A film about a fractured family that tries to reconnect during a trip to Antarctica of all places, Where’d You Go, Bernadette represents another character study from writer-director Richard Linklater (Dazed and Confused, Before Sunrise, Boyhood).

This time, however, Linklater works from a novel, and the results are rather mixed. Cate Blanchett gives a solid performance, but the film comes off as the sentimental stuff you see on Lifetime.

The movie opens area-wide on Friday.

At the movie’s start, Bernadette (Blanchett) and Elgin’s (Billy Crudup) daughter Bee (Emma Nelson) suggests they take a trip to Antarctica before she heads off to boarding school. Bernadette begins to panic because even the smallest cruise ship has about 150 passengers on it, and she doesn’t want to be in the proximity of that many people. In order to weasel out of the trip, she comes up with a “gutless” plan for an out and schedules major dental work before scrapping that scheme at the last minute.

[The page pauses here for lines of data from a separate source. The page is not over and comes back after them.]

//! Streaming two-pass GeoJSON import.
//!
//! Pass one reads the envelope and the first feature to infer the table
//! schema; pass two re-reads the whole file and pushes one row per feature
//! into the sink. Both passes run the same grammar productions over the
//! same cursor type, so a file that survives pass one cannot surprise pass
//! two with different parse behavior.

use super::{ParseContext, infer::parse_envelope, infer_schema, parse_feature};
use crate::{GeoJsonError, GeoValue, Row, RowSink, TableSchema};
use anyhow::{Context, Result, bail};
use flate2::read::GzDecoder;
use geotable_core::{
	byte_iterator::{ByteIterator, expect_char, parse_next_entry},
	progress::ProgressTrait,
};
use geotable_derive::context;
use log::debug;
use std::{
	fs::File,
	io::{BufReader, Read},
	path::Path,
	sync::{
		Arc,
		atomic::{AtomicU64, Ordering},
	},
};

/// Progress is reported roughly this many times per file, independent of
/// file size.
const PROGRESS_STEPS: u64 = 100;

/// Summary of a completed import.
#[derive(Debug, PartialEq, Eq)]
pub struct ImportReport {
	pub feature_count: u64,
	pub srid: i32,
	pub geometry_type: String,
}

/// Imports a `.geojson`, `.json` or gzipped (`.gz`) file into `sink`.
///
/// The sink receives `create_table` once, then one `insert_row` per
/// feature in file order, then `set_geometry_constraint` with the final
/// geometry type token and SRID. Cancellation is polled between features;
/// a canceled import fails with [`GeoJsonError::Canceled`] and leaves the
/// rows inserted so far in the sink.
#[context("while importing '{}'", path.display())]
pub fn read_geojson_file(path: &Path, sink: &mut dyn RowSink, progress: &dyn ProgressTrait) -> Result<ImportReport> {
	let gzipped = check_extension(path)?;
	let file_len = path
		.metadata()
		.with_context(|| format!("reading metadata of '{}'", path.display()))?
		.len();

	// Pass 1: schema from the envelope and the first feature.
	let mut ctx = ParseContext::new();
	let schema = {
		let (reader, _) = open_input(path, gzipped)?;
		let mut iter = ByteIterator::from_reader(reader, true);
		infer_schema(&mut iter, &mut ctx)?
	};
	sink.create_table(&schema)?;

	// Pass 2: all rows.
	let file_name = path.file_name().map_or_else(String::new, |n| n.to_string_lossy().into_owned());
	progress.init(&format!("importing {file_name}"), file_len);
	let step = (file_len / PROGRESS_STEPS).max(1);
	let mut next_report = step;

	let (reader, offset) = open_input(path, gzipped)?;
	let mut iter = ByteIterator::from_reader(reader, true);
	parse_envelope(&mut iter, &mut ctx)?;
	expect_char(&mut iter, b'[')?;
	iter.skip_whitespace();

	loop {
		if progress.is_canceled() {
			return Err(GeoJsonError::Canceled.into());
		}

		let feature = parse_feature(&mut iter, &mut ctx)?;
		if let Some(geometry) = &feature.geometry {
			ctx.record_geometry(geometry);
		}
		sink.insert_row(build_row(feature, &schema, &ctx))?;
		ctx.feature_count += 1;

		let position = offset.load(Ordering::Relaxed);
		if position >= next_report {
			progress.set_position(position);
			next_report = position + step;
		}

		if !parse_next_entry(&mut iter, b']')? {
			break;
		}
	}
	iter.skip_whitespace();
	expect_char(&mut iter, b'}')?;

	let geometry_type = ctx.final_type_token();
	sink.set_geometry_constraint(&geometry_type, ctx.srid)?;
	progress.finish();

	Ok(ImportReport {
		feature_count: ctx.feature_count,
		srid: ctx.srid,
		geometry_type,
	})
}

/// Validates the file extension; returns true if the content is gzipped.
pub(crate) fn check_extension(path: &Path) -> Result<bool> {
	let name = path
		.file_name()
		.map_or_else(String::new, |n| n.to_string_lossy().to_lowercase());
	let (stem, gzipped) = match name.strip_suffix(".gz") {
		Some(stem) => (stem, true),
		None => (name.as_str(), false),
	};
	if stem.ends_with(".geojson") || stem.ends_with(".json") {
		Ok(gzipped)
	} else {
		bail!(
			"unsupported file extension in '{}', expected .geojson, .json or a .gz variant",
			path.display()
		)
	}
}

/// Counts the bytes read from the wrapped reader.
///
/// Sits directly on the file so the shared offset tracks the on-disk
/// position even when a decompressor consumes the stream above it; progress
/// reporting stays in compressed bytes, matching the file length the bar
/// was initialized with.
struct CountingReader<R> {
	inner: R,
	offset: Arc<AtomicU64>,
}

impl<R: Read> Read for CountingReader<R> {
	fn read(&mut self, buf: &mut [u8]) -> std::io::Result<usize> {
		let n = self.inner.read(buf)?;
		self.offset.fetch_add(n as u64, Ordering::Relaxed);
		Ok(n)
	}
}

fn open_input(path: &Path, gzipped: bool) -> Result<(Box<dyn Read>, Arc<AtomicU64>)> {
	let file = File::open(path).with_context(|| format!("opening '{}'", path.display()))?;
	let offset = Arc::new(AtomicU64::new(0));
	let counted = BufReader::new(CountingReader {
		inner: file,
		offset: offset.clone(),
	});
	let reader: Box<dyn Read> = if gzipped {
		Box::new(GzDecoder::new(counted))
	} else {
		Box::new(counted)
	};
	Ok((reader, offset))
}

/// Maps a decoded feature onto the column layout of the schema.
///
/// Missing properties stay null, properties unknown to the schema are
/// dropped. With a synthetic ID column the row carries the next sequence
/// value instead of file data.
fn build_row(feature: super::ParsedFeature, schema: &TableSchema, ctx: &ParseContext) -> Row {
	let mut values = vec![GeoValue::Null; schema.property_columns().count()];

	if ctx.synthetic_id {
		if let Some(index) = schema.property_index("ID") {
			values[index] = GeoValue::Int(i64::try_from(ctx.feature_count + 1).unwrap_or(i64::MAX));
		}
	} else {
		for (name, value) in feature.properties.unwrap_or_default() {
			let Some(value) = value else { continue };
			if let Some(index) = schema.property_index(&name) {
				values[index] = value;
			} else {
				debug!("dropping property '{name}' not present in the first feature");
			}
		}
	}

	Row {
		geometry: feature.geometry,
		values,
	}
}

#[cfg(test)]
mod tests {
	use super::*;
	use crate::{Geometry, MemoryTable};
	use flate2::{Compression, write::GzEncoder};
	use geotable_core::progress::{ProgressDrain, get_progress_bar};
	use std::io::Write;

	const COLLECTION: &str = r##"{"type":"FeatureCollection","crs":{"type":"name","properties":{"name":"urn:ogc:def:crs:epsg::4326"}},"features":[
		{"type":"Feature","geometry":{"type":"Point","coordinates":[102.0,0.5]},"properties":{"prop0":"value0"}},
		{"type":"Feature","geometry":{"type":"Point","coordinates":[103.0,1.5]},"properties":{"prop0":"value1"}}
	]}"##;

	fn write_file(dir: &tempfile::TempDir, name: &str, content: &str) -> std::path::PathBuf {
		let path = dir.path().join(name);
		std::fs::write(&path, content).unwrap();
		path
	}

	fn import(path: &Path) -> Result<(MemoryTable, ImportReport)> {
		let mut table = MemoryTable::new();
		let report = read_geojson_file(path, &mut table, get_progress_bar().as_ref())?;
		Ok((table, report))
	}

	#[test]
	fn test_import_two_points() {
		let dir = tempfile::tempdir().unwrap();
		let path = write_file(&dir, "points.geojson", COLLECTION);
		let (table, report) = import(&path).unwrap();

		assert_eq!(
			report,
			ImportReport {
				feature_count: 2,
				srid: 4326,
				geometry_type: "POINT".to_string()
			}
		);
		assert_eq!(
			table.table_schema().to_string(),
			"(THE_GEOM GEOMETRY(POINT,4326), PROP0 VARCHAR)"
		);
		assert_eq!(table.rows().len(), 2);
		assert_eq!(table.rows()[1].values, vec![GeoValue::from("value1")]);
	}

	#[test]
	fn test_import_gzipped_file() {
		let dir = tempfile::tempdir().unwrap();
		let path = dir.path().join("points.geojson.gz");
		let mut encoder = GzEncoder::new(std::fs::File::create(&path).unwrap(), Compression::default());
		encoder.write_all(COLLECTION.as_bytes()).unwrap();
		encoder.finish().unwrap();

		let (table, report) = import(&path).unwrap();
		assert_eq!(report.feature_count, 2);
		assert_eq!(table.rows().len(), 2);
	}

	#[test]
	fn test_offset_counts_compressed_bytes_under_a_decoder() {
		use std::io::{Cursor, Read};

		let payload = "0123456789".repeat(5000);
		let mut encoder = GzEncoder::new(Vec::new(), Compression::default());
		encoder.write_all(payload.as_bytes()).unwrap();
		let compressed = encoder.finish().unwrap();
		assert!(compressed.len() < payload.len());

		let offset = Arc::new(AtomicU64::new(0));
		let counted = CountingReader {
			inner: Cursor::new(&compressed),
			offset: offset.clone(),
		};
		let mut decoder = GzDecoder::new(BufReader::new(counted));
		let mut decoded = String::new();
		decoder.read_to_string(&mut decoded).unwrap();

		assert_eq!(decoded.len(), payload.len());
		assert_eq!(offset.load(Ordering::Relaxed), compressed.len() as u64);
	}

	#[test]
	fn test_progress_positions_stay_within_the_file_length() {
		struct RecordingProgress {
			len: AtomicU64,
			max_seen: AtomicU64,
		}

		impl geotable_core::progress::ProgressTrait for RecordingProgress {
			fn init(&self, _message: &str, max_value: u64) {
				self.len.store(max_value, Ordering::Relaxed);
			}
			fn set_position(&self, value: u64) {
				self.max_seen.fetch_max(value, Ordering::Relaxed);
			}
			fn inc(&self, _value: u64) {}
			fn finish(&self) {}
			fn cancel(&self) {}
			fn is_canceled(&self) -> bool {
				false
			}
		}

		let features: Vec<String> = (0..500)
			.map(|i| {
				format!(
					r##"{{"type":"Feature","geometry":{{"type":"Point","coordinates":[{i}.0,0.5]}},"properties":{{"prop0":"value{i}"}}}}"##
				)
			})
			.collect();
		let collection = format!(
			r##"{{"type":"FeatureCollection","features":[{}]}}"##,
			features.join(",")
		);

		let dir = tempfile::tempdir().unwrap();
		let path = dir.path().join("many.geojson.gz");
		let mut encoder = GzEncoder::new(std::fs::File::create(&path).unwrap(), Compression::default());
		encoder.write_all(collection.as_bytes()).unwrap();
		encoder.finish().unwrap();

		let progress = RecordingProgress {
			len: AtomicU64::new(0),
			max_seen: AtomicU64::new(0),
		};
		let mut table = MemoryTable::new();
		read_geojson_file(&path, &mut table, &progress).unwrap();

		let file_len = path.metadata().unwrap().len();
		assert_eq!(progress.len.load(Ordering::Relaxed), file_len);
		assert!(progress.max_seen.load(Ordering::Relaxed) <= file_len);
		assert_eq!(table.rows().len(), 500);
	}

	#[test]
	fn test_mixed_geometries_downgrade_the_constraint() {
		let dir = tempfile::tempdir().unwrap();
		let path = write_file(
			&dir,
			"mixed.geojson",
			r##"{"type":"FeatureCollection","features":[
				{"type":"Feature","geometry":{"type":"Point","coordinates":[1.0,2.0]},"properties":{"a":1}},
				{"type":"Feature","geometry":{"type":"LineString","coordinates":[[1.0,2.0],[3.0,4.0]]},"properties":{"a":2}}
			]}"##,
		);
		let (table, report) = import(&path).unwrap();

		assert_eq!(report.geometry_type, "GEOMETRY");
		assert_eq!(table.table_schema().to_string(), "(THE_GEOM GEOMETRY(GEOMETRY,0), A INT)");
	}

	#[test]
	fn test_synthetic_ids_are_sequential() {
		let dir = tempfile::tempdir().unwrap();
		let path = write_file(
			&dir,
			"bare.geojson",
			r##"{"type":"FeatureCollection","features":[
				{"type":"Feature","geometry":{"type":"Point","coordinates":[1.0,2.0]}},
				{"type":"Feature","geometry":{"type":"Point","coordinates":[3.0,4.0]}},
				{"type":"Feature","geometry":{"type":"Point","coordinates":[5.0,6.0]}}
			]}"##,
		);
		let (table, _) = import(&path).unwrap();

		let ids: Vec<_> = table.rows().iter().map(|r| r.values[0].clone()).collect();
		assert_eq!(ids, vec![GeoValue::Int(1), GeoValue::Int(2), GeoValue::Int(3)]);
	}

	#[test]
	fn test_later_features_follow_the_first_schema() {
		let dir = tempfile::tempdir().unwrap();
		let path = write_file(
			&dir,
			"ragged.geojson",
			r##"{"type":"FeatureCollection","features":[
				{"type":"Feature","geometry":{"type":"Point","coordinates":[1.0,2.0]},"properties":{"a":"x","b":1}},
				{"type":"Feature","geometry":{"type":"Point","coordinates":[3.0,4.0]},"properties":{"b":2,"extra":true}}
			]}"##,
		);
		let (table, _) = import(&path).unwrap();

		assert_eq!(table.rows()[1].values, vec![GeoValue::Null, GeoValue::Int(2)]);
	}

	#[test]
	fn test_null_geometry_after_the_first_feature_is_allowed() {
		let dir = tempfile::tempdir().unwrap();
		let path = write_file(
			&dir,
			"nulls.geojson",
			r##"{"type":"FeatureCollection","features":[
				{"type":"Feature","geometry":{"type":"Point","coordinates":[1.0,2.0]},"properties":{"a":1}},
				{"type":"Feature","geometry":null,"properties":{"a":2}}
			]}"##,
		);
		let (table, report) = import(&path).unwrap();

		assert_eq!(report.geometry_type, "POINT");
		assert_eq!(table.rows()[0].geometry, Some(Geometry::Point(crate::Coordinate::new(1.0, 2.0))));
		assert_eq!(table.rows()[1].geometry, None);
	}

	#[test]
	fn test_missing_first_geometry_creates_no_table() {
		let dir = tempfile::tempdir().unwrap();
		let path = write_file(
			&dir,
			"broken.geojson",
			r##"{"type":"FeatureCollection","features":[
				{"type":"Feature","properties":{"a":1}}
			]}"##,
		);
		let mut table = MemoryTable::new();
		let err = read_geojson_file(&path, &mut table, get_progress_bar().as_ref()).unwrap_err();

		assert_eq!(
			err.root_cause().downcast_ref::<GeoJsonError>(),
			Some(&GeoJsonError::NoGeometry)
		);
		assert!(table.table_schema().columns.is_empty());
		assert!(table.rows().is_empty());
	}

	#[test]
	fn test_cancellation_between_features() {
		let dir = tempfile::tempdir().unwrap();
		let path = write_file(&dir, "points.geojson", COLLECTION);

		let progress = ProgressDrain::new();
		progress.cancel();
		let mut table = MemoryTable::new();
		let err = read_geojson_file(&path, &mut table, &progress).unwrap_err();

		assert_eq!(
			err.root_cause().downcast_ref::<GeoJsonError>(),
			Some(&GeoJsonError::Canceled)
		);
		assert!(table.rows().is_empty());
	}

	#[test]
	fn test_unsupported_extension_is_rejected() {
		let dir = tempfile::tempdir().unwrap();
		let path = write_file(&dir, "points.txt", COLLECTION);
		let err = import(&path).unwrap_err();
		assert!(format!("{err:#}").contains("unsupported file extension"));
	}

	#[test]
	fn test_check_extension() {
		assert!(!check_extension(Path::new("a.geojson")).unwrap());
		assert!(!check_extension(Path::new("a.JSON")).unwrap());
		assert!(check_extension(Path::new("a.geojson.gz")).unwrap());
		assert!(check_extension(Path::new("dir/b.json.GZ")).unwrap());
		assert!(check_extension(Path::new("a.gz")).is_err());
		assert!(check_extension(Path::new("a.shp")).is_err());
	}
}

We soon learn she has good reason to be concerned about her ability to hold it together for the trip.

One of architecture’s “true enigmas,” Bernadette was going to build a house in Los Angeles only using materials from a 20-mile radius. A TV magnet purchased the property, ruining her plans, and sending her into a downward spiral. She and Elgin moved to Seattle after he got a gig at Microsoft, and while she purchased a giant schoolhouse with the hopes of transforming into their home, she gave up those aspirations and started popping pills and focusing on raising Bee.

Concerned that she can’t get along with their neighbors or any of their friends, Elgin enlists the help of Dr. Kurtz (Judy Greer), who stages an intervention and informs Bernadette she should spend some time at the mental hospital. Bernadette freaks out and “escapes,” as her husband puts it when she disappears, enlisting the help of Audrey (Kristen Wiig), her hated neighbor.

She sneaks off to Antarctica, and Bee and Elgin follow her after Audrey tips them off. While sitting on the boat, Elgin tells Bee that his prized invention for Microsoft has been folded into games, and he’s no longer on the project. “Your dad is a free agent,” he says, adding that he turned in his badge. “Get used to it; I’ll be around a lot more.”

Meanwhile, Bernadette tells a researcher she’s befriended while kayaking that she could design a new South Pole station. She sneaks onto the boat going to the next stop, Palmer Station. The station manager there is pissed when she shows up announced but hands her over to the diesel mechanic who teaches her about how to repair engines.

A happy ending lies just around the corner.

While the best-selling Judy Clain novel upon which Where You’d Go, Bernadette is based won a handful of awards, the film adaption isn’t likely to pick up any traction, in part because it’s bound to get lost in the summer shuffle and in part because it’s such a middle-of-the-road endeavor.